In 2024, Moreu was appointed full professor of Administrative Law, becoming the first woman to hold a full professorship in Administrative Law in the history of the University of Zaragoza.

=== Advisory Council of Aragon ===
In 2017, she was appointed member (counselor) of the Advisory Council of Aragon by the Government of Aragon, the supreme consultative council of Government of Aragon, made up of 9 members of recognized prestige in the field of Law (according to its law, the Law 1/2009, of March 30, of the Advisory Council of Aragon).

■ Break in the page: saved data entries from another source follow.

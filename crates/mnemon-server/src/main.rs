use std::time::Duration;

use anyhow::{Context, Result};
use clap::{Parser, Subcommand};
use mnemon_runtime::{Config, Runtime, Services};
use mnemon_server::{router, AppState, FanoutHub, HubConfig};
use mnemon_store::{GraphPruner, PruneConfig};
use tokio::sync::watch;
use tracing::info;

#[derive(Parser)]
#[command(name = "mnemond", about = "Memory and lineage platform for coding agents")]
struct Cli {
    #[command(subcommand)]
    command: Command,
}

#[derive(Subcommand)]
enum Command {
    /// Run the ingestion + search + observatory server
    Serve {
        /// Listen address; overrides INGESTION_URL
        #[arg(long)]
        listen: Option<String>,
    },
    /// Run one pruning pass and exit
    Prune {
        /// Retention window in days
        #[arg(long, default_value_t = 30)]
        retention_days: u64,
        /// Skip the blob-store archive
        #[arg(long)]
        no_archive: bool,
    },
}

#[tokio::main]
async fn main() -> Result<()> {
    tracing_subscriber::fmt()
        .with_env_filter(
            tracing_subscriber::EnvFilter::try_from_default_env()
                .unwrap_or_else(|_| "info,mnemon=debug".into()),
        )
        .init();

    let cli = Cli::parse();
    let config = Config::from_env();

    match cli.command {
        Command::Serve { listen } => serve(config, listen).await,
        Command::Prune {
            retention_days,
            no_archive,
        } => prune(config, retention_days, no_archive).await,
    }
}

async fn serve(config: Config, listen: Option<String>) -> Result<()> {
    let listen = listen.unwrap_or_else(|| config.ingestion_url.clone());
    let services = Services::from_config(&config)?;
    let runtime = Runtime::start(services, config)?;

    let hub = FanoutHub::new(runtime.graph.clone(), HubConfig::default());
    let (hub_shutdown, hub_shutdown_rx) = watch::channel(false);
    let hub_task = {
        let hub = hub.clone();
        let bus = runtime.bus.clone();
        tokio::spawn(async move {
            if let Err(err) = hub.run(bus, hub_shutdown_rx).await {
                tracing::warn!(error = %err, "fan-out hub exited with error");
            }
        })
    };

    let state = AppState {
        ingest: runtime.ingest.clone(),
        engine: runtime.engine.clone(),
        hub,
    };

    let listener = tokio::net::TcpListener::bind(&listen)
        .await
        .with_context(|| format!("binding {listen}"))?;
    info!(%listen, "mnemond listening");

    axum::serve(listener, router(state))
        .with_graceful_shutdown(async {
            let _ = tokio::signal::ctrl_c().await;
            info!("shutdown signal received");
        })
        .await?;

    let _ = hub_shutdown.send(true);
    let _ = hub_task.await;
    runtime.shutdown().await;
    Ok(())
}

async fn prune(config: Config, retention_days: u64, no_archive: bool) -> Result<()> {
    let services = Services::from_config(&config)?;
    let blob = if no_archive { None } else { Some(services.blob) };
    let pruner = GraphPruner::new(
        services.graph,
        blob,
        PruneConfig {
            retention: Duration::from_secs(retention_days * 24 * 3600),
            ..Default::default()
        },
    );

    let report = pruner.run_once().await?;
    info!(
        batches = report.batches,
        removed = report.nodes_removed,
        archived = report.archived,
        "prune complete"
    );
    println!(
        "pruned {} rows in {} batches (archived: {})",
        report.nodes_removed, report.batches, report.archived
    );
    Ok(())
}
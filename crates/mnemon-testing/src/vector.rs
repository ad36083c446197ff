use std::collections::HashMap;
use std::sync::atomic::{AtomicBool, Ordering};

use async_trait::async_trait;
use mnemon_store::{Error, Result, ScoredPoint, SparseVector, VectorStore, VectorUpsert};
use parking_lot::Mutex;
use serde_json::Value;

/// In-memory vector store double.
///
/// Searches score against the stored vectors (cosine for dense, dot
/// product for sparse), so ordering behaves like the real thing;
/// scripted results and failure flags cover the degraded paths.
pub struct MockVectorStore {
    points: Mutex<HashMap<String, VectorUpsert>>,
    dense_down: AtomicBool,
    sparse_down: AtomicBool,
    scripted_dense: Mutex<Option<Vec<ScoredPoint>>>,
    scripted_sparse: Mutex<Option<Vec<ScoredPoint>>>,
}

impl MockVectorStore {
    pub fn new() -> Self {
        Self {
            points: Mutex::new(HashMap::new()),
            dense_down: AtomicBool::new(false),
            sparse_down: AtomicBool::new(false),
            scripted_dense: Mutex::new(None),
            scripted_sparse: Mutex::new(None),
        }
    }

    pub fn set_dense_down(&self, down: bool) {
        self.dense_down.store(down, Ordering::SeqCst);
    }

    pub fn set_sparse_down(&self, down: bool) {
        self.sparse_down.store(down, Ordering::SeqCst);
    }

    /// Take the whole store down.
    pub fn set_down(&self, down: bool) {
        self.set_dense_down(down);
        self.set_sparse_down(down);
    }

    pub fn script_dense(&self, hits: Vec<ScoredPoint>) {
        *self.scripted_dense.lock() = Some(hits);
    }

    pub fn script_sparse(&self, hits: Vec<ScoredPoint>) {
        *self.scripted_sparse.lock() = Some(hits);
    }

    pub fn point_count(&self) -> usize {
        self.points.lock().len()
    }

    pub fn point(&self, id: &str) -> Option<VectorUpsert> {
        self.points.lock().get(id).cloned()
    }

    fn matches_filter(payload: &Value, filter: &Value) -> bool {
        // Minimal filter semantics: every top-level key in the filter
        // must equal the payload's value
        match filter {
            Value::Object(map) if !map.is_empty() => map
                .iter()
                .all(|(key, expected)| payload.get(key) == Some(expected)),
            _ => true,
        }
    }
}

impl Default for MockVectorStore {
    fn default() -> Self {
        Self::new()
    }
}

fn cosine(a: &[f32], b: &[f32]) -> f64 {
    let dot: f32 = a.iter().zip(b).map(|(x, y)| x * y).sum();
    let norm_a: f32 = a.iter().map(|x| x * x).sum::<f32>().sqrt();
    let norm_b: f32 = b.iter().map(|x| x * x).sum::<f32>().sqrt();
    if norm_a == 0.0 || norm_b == 0.0 {
        0.0
    } else {
        (dot / (norm_a * norm_b)) as f64
    }
}

fn sparse_dot(a: &SparseVector, b: &SparseVector) -> f64 {
    let mut score = 0.0f64;
    for (i, &index) in a.indices.iter().enumerate() {
        if let Some(j) = b.indices.iter().position(|&bi| bi == index) {
            score += (a.values[i] * b.values[j]) as f64;
        }
    }
    score
}

#[async_trait]
impl VectorStore for MockVectorStore {
    async fn upsert(&self, points: Vec<VectorUpsert>) -> Result<()> {
        if self.dense_down.load(Ordering::SeqCst) && self.sparse_down.load(Ordering::SeqCst) {
            return Err(Error::Unavailable("mock vector store down".to_string()));
        }
        let mut map = self.points.lock();
        for point in points {
            map.insert(point.id.clone(), point);
        }
        Ok(())
    }

    async fn search_dense(
        &self,
        vector: &[f32],
        k: usize,
        filter: &Value,
    ) -> Result<Vec<ScoredPoint>> {
        if self.dense_down.load(Ordering::SeqCst) {
            return Err(Error::Unavailable("dense retriever down".to_string()));
        }
        if let Some(hits) = self.scripted_dense.lock().clone() {
            return Ok(hits.into_iter().take(k).collect());
        }

        let map = self.points.lock();
        let mut hits: Vec<ScoredPoint> = map
            .values()
            .filter(|p| Self::matches_filter(&p.payload, filter))
            .map(|p| ScoredPoint {
                id: p.id.clone(),
                score: cosine(vector, &p.dense),
                payload: p.payload.clone(),
            })
            .collect();
        hits.sort_by(|a, b| {
            b.score
                .partial_cmp(&a.score)
                .unwrap_or(std::cmp::Ordering::Equal)
                .then_with(|| a.id.cmp(&b.id))
        });
        hits.truncate(k);
        Ok(hits)
    }

    async fn search_sparse(
        &self,
        vector: &SparseVector,
        k: usize,
        filter: &Value,
    ) -> Result<Vec<ScoredPoint>> {
        if self.sparse_down.load(Ordering::SeqCst) {
            return Err(Error::Unavailable("sparse retriever down".to_string()));
        }
        if let Some(hits) = self.scripted_sparse.lock().clone() {
            return Ok(hits.into_iter().take(k).collect());
        }

        let map = self.points.lock();
        let mut hits: Vec<ScoredPoint> = map
            .values()
            .filter(|p| Self::matches_filter(&p.payload, filter))
            .map(|p| ScoredPoint {
                id: p.id.clone(),
                score: sparse_dot(vector, &p.sparse),
                payload: p.payload.clone(),
            })
            .filter(|hit| hit.score > 0.0)
            .collect();
        hits.sort_by(|a, b| {
            b.score
                .partial_cmp(&a.score)
                .unwrap_or(std::cmp::Ordering::Equal)
                .then_with(|| a.id.cmp(&b.id))
        });
        hits.truncate(k);
        Ok(hits)
    }
}
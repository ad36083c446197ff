/// Content considered beyond this many characters does not change the
/// hash: payloads that differ only deep inside long natural-language
/// content are the same logical event.
pub const HASH_CONTENT_LIMIT: usize = 500;

const FNV_OFFSET_BASIS: u64 = 0xcbf29ce484222325;
const FNV_PRIME: u64 = 0x100000001b3;

/// 64-bit FNV-1a over a byte string.
pub fn fnv1a64(bytes: &[u8]) -> u64 {
    let mut hash = FNV_OFFSET_BASIS;
    for byte in bytes {
        hash ^= *byte as u64;
        hash = hash.wrapping_mul(FNV_PRIME);
    }
    hash
}

/// Deterministic content hash for a logical event.
///
/// Fields are joined with a unit separator so "ab" + "c" and "a" + "bc"
/// cannot collide; content is truncated on a char boundary first.
pub fn content_hash(
    event_type: &str,
    content: &str,
    tool_name: Option<&str>,
    session_id: &str,
) -> u64 {
    let truncated: String = content.chars().take(HASH_CONTENT_LIMIT).collect();

    let mut input = String::with_capacity(
        event_type.len() + truncated.len() + tool_name.map_or(0, str::len) + session_id.len() + 3,
    );
    input.push_str(event_type);
    input.push('\u{1f}');
    input.push_str(&truncated);
    input.push('\u{1f}');
    input.push_str(tool_name.unwrap_or(""));
    input.push('\u{1f}');
    input.push_str(session_id);

    fnv1a64(input.as_bytes())
}
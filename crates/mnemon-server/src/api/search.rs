use axum::extract::State;
use axum::response::{IntoResponse, Json};
use mnemon_types::{SearchRequest, SearchResponse};

use crate::api::error_response;
use crate::state::AppState;

/// POST /api/search
pub async fn search(
    State(state): State<AppState>,
    Json(request): Json<SearchRequest>,
) -> impl IntoResponse {
    match state.engine.search(&request).await {
        Ok(outcome) => {
            let total = outcome.results.len();
            Json(SearchResponse {
                results: outcome.results,
                total,
                took_ms: outcome.took_ms,
            })
            .into_response()
        }
        Err(err) => error_response(err),
    }
}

Moreu was appointed along with the senior lawyer of the Cortes of Aragon, Vega Estella, and the State Attorney, Gabriel Morales, within the appointments of jurists of recognized competence and prestige. She was appointed for the 2017–2020 term of the Advisory Council and was renewed as a councilor for a second term (2020–2023 term). She ceased his position, due to the expiration of the term of his appointment, in the year 2023.

== Publications ==

=== Books ===
- Derecho administrativo fácil. Parte especial, Prensas Universitarias de Zaragoza, 2021.
- Derecho administrativo fácil. Parte general, Prensas Universitarias de Zaragoza, 2021.
- La administración anunciante: régimen jurídico de la publicidad institucional, Thomson Reuters Aranzadi, 2005.
- El examen en el nuevo sistema educativo español: régimen jurídico de los exámenes académicos, Comares, 2003.
- Minas: régimen jurídico de las actividades extractivas, Tirant lo Blanch, 2001.

=== Articles ===
- "Environmental compensation in German law", Revista Aragonesa de Administración Pública, 2022.
- "General principles of administrative action: Programming, forms of administrative action, control of effectiveness and efficiency and rights of people who relate to the Administration", Revista Aragonesa de Administración Pública, 2022.
- "The regulation of neuro-rights", Revista general de legislación y jurisprudencia, 2022.
- "The Regulation of neuro-rights", European review of digital administration & law, 2021.
- "Legal framework for the extraction of hydrocarbons through hydraulic fracturing (Fracking)", Revista Catalana de Dret Ambiental, 2012.
- "Demystification, privatization and globalization of public goods: from the public domain to "public domain obligations"", Revista de administración pública, 2003.
- "Legal regime of extractive activities in German Law: a suggestive mirror for our mining public domain", Revista de administración pública, 2000.